At present, the acceptance of such services is increasing. Some major car manufacturers have also recently offered such mobility services. Car sharing is not a product, but a service. This corresponds to a general tendency towards the development of the market, which leads away from the provision of objects and to the provision of services. Jeremy Rifkin has described this general tendency that access – rather than ownership – becomes more important, even at the end of the millennium, in his book “Age of Access”.
Electro-
mobility
How successful the introduction of electromobility will be depends on how the lack of storage capacity of the batteries can be bypassed. This includes, above all, the development of a reliable supply network of charging stations.

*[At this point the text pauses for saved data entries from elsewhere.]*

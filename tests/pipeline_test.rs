//! End-to-end tests through the library API: parse, evaluate, backtest.
//!
//! Price data comes from `MockDataPort`, so nothing here touches the disk.

mod common;

use approx::assert_relative_eq;
use common::*;
use stratlang::domain::backtest::{BacktestOptions, run_backtest};
use stratlang::domain::error::{EvalError, InputError, ParseErrorKind, StratlangError};
use stratlang::domain::evaluator::{evaluate, generate_signals};
use stratlang::domain::parser::{parse, parse_expression};
use stratlang::domain::translate::TranslatorKind;
use stratlang::domain::value::Value;
use stratlang::ports::data_port::DataPort;

fn backtest(dsl: &str, table: &PriceTable, options: &BacktestOptions) -> stratlang::domain::backtest::BacktestResult {
    let strategy = parse(dsl).unwrap();
    let signals = generate_signals(&strategy, table).unwrap();
    run_backtest(table, &signals, options).unwrap()
}

mod accounting {
    use super::*;

    #[test]
    fn single_trade_return() {
        let table = PriceTable::from_closes(&[100.0, 110.0, 115.0, 120.0]);
        let result = backtest(
            "ENTRY: close > 105 AND close < 112\nEXIT: close > 117",
            &table,
            &BacktestOptions::default(),
        );

        assert_eq!(result.trades.len(), 1);
        let trade = &result.trades[0];
        assert_relative_eq!(trade.entry_price, 110.0);
        assert_relative_eq!(trade.exit_price, 120.0);
        assert_relative_eq!(trade.pnl, 10.0);
        assert_relative_eq!(trade.return_pct, 10.0 / 110.0, epsilon = 1e-12);
        assert_relative_eq!(result.stats.total_return_pct, 9.0909, epsilon = 1e-4);
        assert_eq!(result.stats.num_trades, 1);
    }

    #[test]
    fn mark_to_market_drawdown() {
        let table = PriceTable::from_closes(&[100.0, 110.0, 120.0, 115.0, 105.0, 90.0]);
        let options = BacktestOptions {
            mark_to_market: true,
            ..BacktestOptions::default()
        };
        let result = backtest("ENTRY: TRUE EXIT: FALSE", &table, &options);

        assert_relative_eq!(result.stats.max_drawdown_pct, -25.0, epsilon = 1e-9);
        assert!(result.trades.is_empty());
        assert_eq!(result.stats.num_trades, 0);
    }

    #[test]
    fn without_mark_to_market_open_position_is_invisible() {
        let table = PriceTable::from_closes(&[100.0, 110.0, 120.0, 115.0, 105.0, 90.0]);
        let result = backtest("ENTRY: TRUE EXIT: FALSE", &table, &BacktestOptions::default());
        assert_relative_eq!(result.stats.max_drawdown_pct, 0.0);
        assert_relative_eq!(result.stats.total_return_pct, 0.0);
    }

    #[test]
    fn slippage_and_fee_reduce_return() {
        let table = PriceTable::from_closes(&[100.0, 110.0, 115.0, 120.0]);
        let options = BacktestOptions {
            slippage_bps: 10.0,
            fee_per_trade: 1.0,
            ..BacktestOptions::default()
        };
        let result = backtest("ENTRY: close > 105 AND close < 112 EXIT: close > 117", &table, &options);
        let trade = &result.trades[0];
        assert_relative_eq!(trade.entry_price, 110.11, epsilon = 1e-9);
        assert_relative_eq!(trade.exit_price, 119.88, epsilon = 1e-9);
        assert!(result.stats.total_return_pct < 9.09);
    }
}

mod language {
    use super::*;

    #[test]
    fn and_binds_tighter_than_or() {
        let table = PriceTable::from_closes(&[1.0]);
        assert_eq!(
            evaluate(&parse_expression("TRUE OR FALSE AND FALSE").unwrap(), &table).unwrap(),
            Value::Boolean(true)
        );
        assert_eq!(
            evaluate(&parse_expression("(TRUE OR FALSE) AND FALSE").unwrap(), &table).unwrap(),
            Value::Boolean(false)
        );
    }

    #[test]
    fn arithmetic_binds_tighter_than_comparison() {
        let table = PriceTable::from_closes(&[1.0]);
        assert_eq!(
            evaluate(&parse_expression("1 + 2 * 3 == 7").unwrap(), &table).unwrap(),
            Value::Boolean(true)
        );
        assert_eq!(
            evaluate(&parse_expression("(1 + 2) * 3 > 8").unwrap(), &table).unwrap(),
            Value::Boolean(true)
        );
    }

    #[test]
    fn canonical_form_keeps_needed_parentheses() {
        let text = "(close > 1 OR close < 0) AND volume > 5";
        assert_eq!(parse_expression(text).unwrap().to_string(), text);
        assert_eq!(
            parse_expression("((close)) > ((1 + 2))").unwrap().to_string(),
            "close > 1 + 2"
        );
    }

    #[test]
    fn unknown_name_is_a_validation_error() {
        let err = parse("ENTRY: clse > 1 EXIT: TRUE").unwrap_err();
        assert_eq!(err.kind, ParseErrorKind::Validation);
        assert!(err.message.contains("close"));
    }

    #[test]
    fn bad_window_surfaces_as_input_error() {
        let table = PriceTable::from_closes(&[1.0, 2.0, 3.0]);
        let strategy = parse("ENTRY: close > SMA(close, 0) EXIT: TRUE").unwrap();
        let err = generate_signals(&strategy, &table).unwrap_err();
        assert!(matches!(
            err,
            EvalError::Input(InputError::NonPositiveWindow { .. })
        ));
    }

    #[test]
    fn macd_and_bands_on_flat_prices() {
        let table = PriceTable::from_closes(&[50.0; 8]);
        let strategy =
            parse("ENTRY: MACD(close) == 0 AND close == BBUPPER(close, 3) EXIT: MACD_HIST(close) != 0")
                .unwrap();
        let signals = generate_signals(&strategy, &table).unwrap();
        assert_eq!(
            signals.entry,
            vec![false, false, true, true, true, true, true, true]
        );
        assert!(signals.exit.iter().all(|x| !x));
    }
}

mod data_port {
    use super::*;

    const CROSS_DSL: &str =
        "ENTRY: SMA(close, 2) CROSSOVER SMA(close, 4)\nEXIT: SMA(close, 2) CROSSUNDER SMA(close, 4)";

    #[test]
    fn golden_and_death_cross_round_trip() {
        let port = MockDataPort::new(daily_table("2024-01-01", &SWING_CLOSES));
        let table = port.fetch_table(None, None).unwrap();
        let result = backtest(CROSS_DSL, &table, &BacktestOptions::default());

        assert_eq!(result.trades.len(), 1);
        let trade = &result.trades[0];
        assert_eq!(trade.entry_time.to_string(), "2024-01-05");
        assert_eq!(trade.exit_time.to_string(), "2024-01-10");
        assert_eq!(trade.bars_held, 5);
        assert_relative_eq!(trade.entry_price, 12.0);
        assert_relative_eq!(trade.exit_price, 11.0);
        assert_relative_eq!(result.stats.win_rate, 0.0);
    }

    #[test]
    fn date_range_filters_rows() {
        let port = MockDataPort::new(daily_table("2024-01-01", &SWING_CLOSES));
        let table = port
            .fetch_table(Some(date("2024-01-03")), Some(date("2024-01-06")))
            .unwrap();
        assert_eq!(table.len(), 4);
        assert_eq!(table.keys()[0].date(), Some(date("2024-01-03")));
    }

    #[test]
    fn port_failure_propagates() {
        let port = MockDataPort::new(PriceTable::from_closes(&[])).with_error("disk on fire");
        let err = port.fetch_table(None, None).unwrap_err();
        assert!(matches!(err, StratlangError::Io(_)));
        assert!(err.to_string().contains("disk on fire"));
    }

    #[test]
    fn english_rules_match_hand_written_dsl() {
        let table = daily_table("2024-01-01", &SWING_CLOSES);
        let dsl = TranslatorKind::Heuristic
            .build()
            .translate(
                "Buy when the 2-day SMA crosses above the 4-day SMA. \
                 Sell when the 2-day SMA crosses below the 4-day SMA.",
            )
            .unwrap();
        assert_eq!(dsl, CROSS_DSL);

        let translated = backtest(&dsl, &table, &BacktestOptions::default());
        let written = backtest(CROSS_DSL, &table, &BacktestOptions::default());
        assert_eq!(translated, written);
    }

    #[test]
    fn english_rsi_rules_trade_a_v_shaped_market() {
        let closes: Vec<f64> = (0..20)
            .map(|i| 100.0 - i as f64)
            .chain((1..=20).map(|k| 81.0 + 2.0 * k as f64))
            .collect();
        let table = PriceTable::from_closes(&closes);
        let dsl = TranslatorKind::Sentence
            .build()
            .translate("Buy when RSI(14) is below 30. Sell when RSI(14) is above 70.")
            .unwrap();
        let result = backtest(&dsl, &table, &BacktestOptions::default());

        assert_eq!(result.trades.len(), 1);
        let trade = &result.trades[0];
        assert_relative_eq!(trade.entry_price, 86.0);
        assert_relative_eq!(trade.exit_price, 97.0);
        assert!(result.stats.total_return_pct > 0.0);
    }
}
//! [`LocalRegistry`] – in-process tool table and invocation dispatcher.
//!
//! The registry stores every live [`ToolDefinition`] by name.  A front end
//! (the MCP stdio server, a test) resolves incoming calls through
//! [`LocalRegistry::call`], which is also the invocation boundary: handler
//! errors and panics are turned into a failed [`CallToolResult`] instead of
//! escaping to the caller.
//!
//! # Stale handles
//!
//! Each registration is tagged with a fresh [`Uuid`].  A
//! [`RegistrationHandle`] only removes the entry carrying its own tag, so an
//! old handle can never tear down a newer registration of the same name.

use std::collections::HashMap;
use std::panic::{AssertUnwindSafe, catch_unwind};
use std::sync::atomic::{AtomicBool, Ordering};
use std::sync::{Arc, Mutex, MutexGuard, PoisonError};

use rmcp::model::Tool;
use serde_json::Value;
use tooltree_types::{CallToolResult, ToolDefinition, failure_result};
use tracing::{debug, info, warn};
use uuid::Uuid;

use crate::adapter::{RegistrationHandle, RegistryAdapter};
use crate::bus::{RegistryBus, RegistryEvent, RegistryEventPayload, RegistrySubscriber};
use crate::error::RegistryError;

const SOURCE: &str = "tooltree-registry::local";

struct LiveTool {
    id: Uuid,
    definition: ToolDefinition,
}

type ToolTable = Arc<Mutex<HashMap<String, LiveTool>>>;

fn lock(table: &ToolTable) -> MutexGuard<'_, HashMap<String, LiveTool>> {
    table.lock().unwrap_or_else(PoisonError::into_inner)
}

/// In-memory registry sink.
///
/// Construct with [`LocalRegistry::new`], hand it to the commit scheduler as
/// an `Arc<dyn RegistryAdapter>`, and route external calls through
/// [`LocalRegistry::call`].
pub struct LocalRegistry {
    tools: ToolTable,
    connected: AtomicBool,
    bus: RegistryBus,
}

impl LocalRegistry {
    pub fn new() -> Self {
        Self::with_bus(RegistryBus::default())
    }

    /// Create a registry publishing on an existing bus.
    pub fn with_bus(bus: RegistryBus) -> Self {
        Self {
            tools: Arc::new(Mutex::new(HashMap::new())),
            connected: AtomicBool::new(false),
            bus,
        }
    }

    pub fn bus(&self) -> &RegistryBus {
        &self.bus
    }

    /// Invoke the tool registered under `name`.
    ///
    /// The handler is cloned out of the table before it runs, so calls never
    /// block registration changes and an in-flight call survives the tool
    /// being unregistered underneath it.
    ///
    /// # Errors
    ///
    /// [`RegistryError::NotConnected`] before the handshake completed,
    /// [`RegistryError::UnknownTool`] when `name` has no live registration.
    /// Handler failures are *not* errors; they come back as a result with
    /// `is_error` set.
    pub fn call(&self, name: &str, args: Value) -> Result<CallToolResult, RegistryError> {
        if !self.is_connected() {
            return Err(RegistryError::NotConnected);
        }
        let handler = lock(&self.tools)
            .get(name)
            .map(|tool| tool.definition.handler.clone())
            .ok_or_else(|| RegistryError::UnknownTool(name.to_string()))?;

        debug!(tool = name, "invoking tool");
        match catch_unwind(AssertUnwindSafe(|| handler.call(args))) {
            Ok(Ok(output)) => Ok(output),
            Ok(Err(e)) => {
                warn!(tool = name, error = %e, "tool handler failed");
                Ok(failure_result(e.to_string()))
            }
            Err(panic) => {
                let message = panic
                    .downcast_ref::<&str>()
                    .map(|s| s.to_string())
                    .or_else(|| panic.downcast_ref::<String>().cloned())
                    .unwrap_or_else(|| "unknown panic".to_string());
                warn!(tool = name, panic = %message, "tool handler panicked");
                Ok(failure_result(format!("tool '{name}' panicked: {message}")))
            }
        }
    }

    /// MCP listing of every live tool, sorted by name.
    pub fn list(&self) -> Vec<Tool> {
        let mut listings: Vec<Tool> = lock(&self.tools)
            .values()
            .map(|tool| {
                let definition = &tool.definition;
                let mut listing = Tool::new(
                    definition.name.clone(),
                    String::new(),
                    Arc::new(definition.schema.as_object().clone()),
                );
                listing.description = definition.description.clone().map(Into::into);
                listing
            })
            .collect();
        listings.sort_by(|a, b| a.name.cmp(&b.name));
        listings
    }

    pub fn contains(&self, name: &str) -> bool {
        lock(&self.tools).contains_key(name)
    }

    pub fn len(&self) -> usize {
        lock(&self.tools).len()
    }

    pub fn is_empty(&self) -> bool {
        self.len() == 0
    }

    /// Far-side close: the transport went away.
    ///
    /// Flips the connection flag and publishes
    /// [`RegistryEventPayload::Disconnected`] so the scheduler can react.
    pub fn disconnect(&self) {
        if self.connected.swap(false, Ordering::SeqCst) {
            info!("registry transport disconnected");
        }
        let _ = self
            .bus
            .publish(RegistryEvent::new(SOURCE, RegistryEventPayload::Disconnected));
    }
}

impl Default for LocalRegistry {
    fn default() -> Self {
        Self::new()
    }
}

impl RegistryAdapter for LocalRegistry {
    fn register(
        &self,
        definition: &ToolDefinition,
    ) -> Result<Box<dyn RegistrationHandle>, RegistryError> {
        let mut tools = lock(&self.tools);
        if tools.contains_key(&definition.name) {
            return Err(RegistryError::DuplicateName(definition.name.clone()));
        }
        let id = Uuid::new_v4();
        tools.insert(
            definition.name.clone(),
            LiveTool {
                id,
                definition: definition.clone(),
            },
        );
        debug!(tool = %definition.name, %id, "tool registered");
        Ok(Box::new(LocalHandle {
            name: definition.name.clone(),
            id,
            tools: Arc::clone(&self.tools),
            released: AtomicBool::new(false),
        }))
    }

    fn is_connected(&self) -> bool {
        self.connected.load(Ordering::SeqCst)
    }

    fn set_connected(&self, connected: bool) {
        let was = self.connected.swap(connected, Ordering::SeqCst);
        if connected && !was {
            let _ = self
                .bus
                .publish(RegistryEvent::new(SOURCE, RegistryEventPayload::Connected));
        }
    }

    fn notify_list_changed(&self) -> Result<(), RegistryError> {
        if !self.is_connected() {
            debug!("list change not announced: registry not connected");
            return Ok(());
        }
        self.bus
            .publish(RegistryEvent::new(SOURCE, RegistryEventPayload::ToolListChanged))
            .map(|_| ())
    }

    fn close_all(&self) -> Result<(), RegistryError> {
        let removed = {
            let mut tools = lock(&self.tools);
            let n = tools.len();
            tools.clear();
            n
        };
        self.connected.store(false, Ordering::SeqCst);
        info!(removed, "registry cleared");
        let _ = self
            .bus
            .publish(RegistryEvent::new(SOURCE, RegistryEventPayload::Cleared));
        Ok(())
    }

    fn subscribe(&self) -> RegistrySubscriber {
        self.bus.subscribe()
    }
}

struct LocalHandle {
    name: String,
    id: Uuid,
    tools: ToolTable,
    released: AtomicBool,
}

impl RegistrationHandle for LocalHandle {
    fn name(&self) -> &str {
        &self.name
    }

    fn unregister(&self) -> Result<(), RegistryError> {
        if self.released.swap(true, Ordering::SeqCst) {
            return Ok(());
        }
        let mut tools = lock(&self.tools);
        match tools.get(&self.name) {
            Some(tool) if tool.id == self.id => {
                tools.remove(&self.name);
                debug!(tool = %self.name, id = %self.id, "tool unregistered");
            }
            Some(_) => debug!(tool = %self.name, "stale handle; newer registration kept"),
            None => debug!(tool = %self.name, "tool already gone"),
        }
        Ok(())
    }
}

Here too, the solution could lie in the forced networking of urban systems, especially if one integrates renewable energies conceptually. The batteries of electric cars could act as external storage media in the urban energy supply system, absorbing the renewable energy surpluses and vagaries, storing them in the short term and, if necessary, feeding them into the system again. With alternating circuits, the uneven demand resulting from the urban dynasties of life could be adapted dynamically in real time to the fluctuating supply. Both systems – the electromobility and the energy supply – would mutually stabilize.
This would not only feed energy from regenerative sources into electric cars. The introduction of locally won clean energies in general would also be supported. The electric car as a vehicle on the way to the post-fossil age would gain in importance.
More
Space
in the
City
The increased use of electric cars will have a direct positive effect on the quality of the public space in the city. After all, they are quieter and generate no exhaust gases, at least locally. At the same time, the size and number of vehicles used in electrical engineering and car sharing can also reduce the space occupied by both the flowing and the stationary traffic.
In some of the models that are currently being developed, the electric motors are attached to the wheels of the vehicle, which makes smaller wender tires possible. These minimized turneries could also be used to provide fewer areas for motorized traffic. With digitally supported and networked parking systems, the number and size of car parks and garages could also be reduced.
The introduction of electromobility therefore means not only less noise and higher air quality in the cities. It may also mean that the road area is recaptured in favor of pedestrians, open spaces or other uses. Newbuilding areas could be more closely planned and conceived as urban ensembles – with the corresponding economic relevance.
All these opportunities offered by the introduction of the electromobility of our urban landscapes are opening up at a time when, in the course of ecological awareness formation, our energy consumption and our habits are generally questioned and rethought. This does not mean that electromobility will automatically have this effect. The opportunities must be taken and the developments must be steered. The car is shrinking – and the public space of the city can grow again.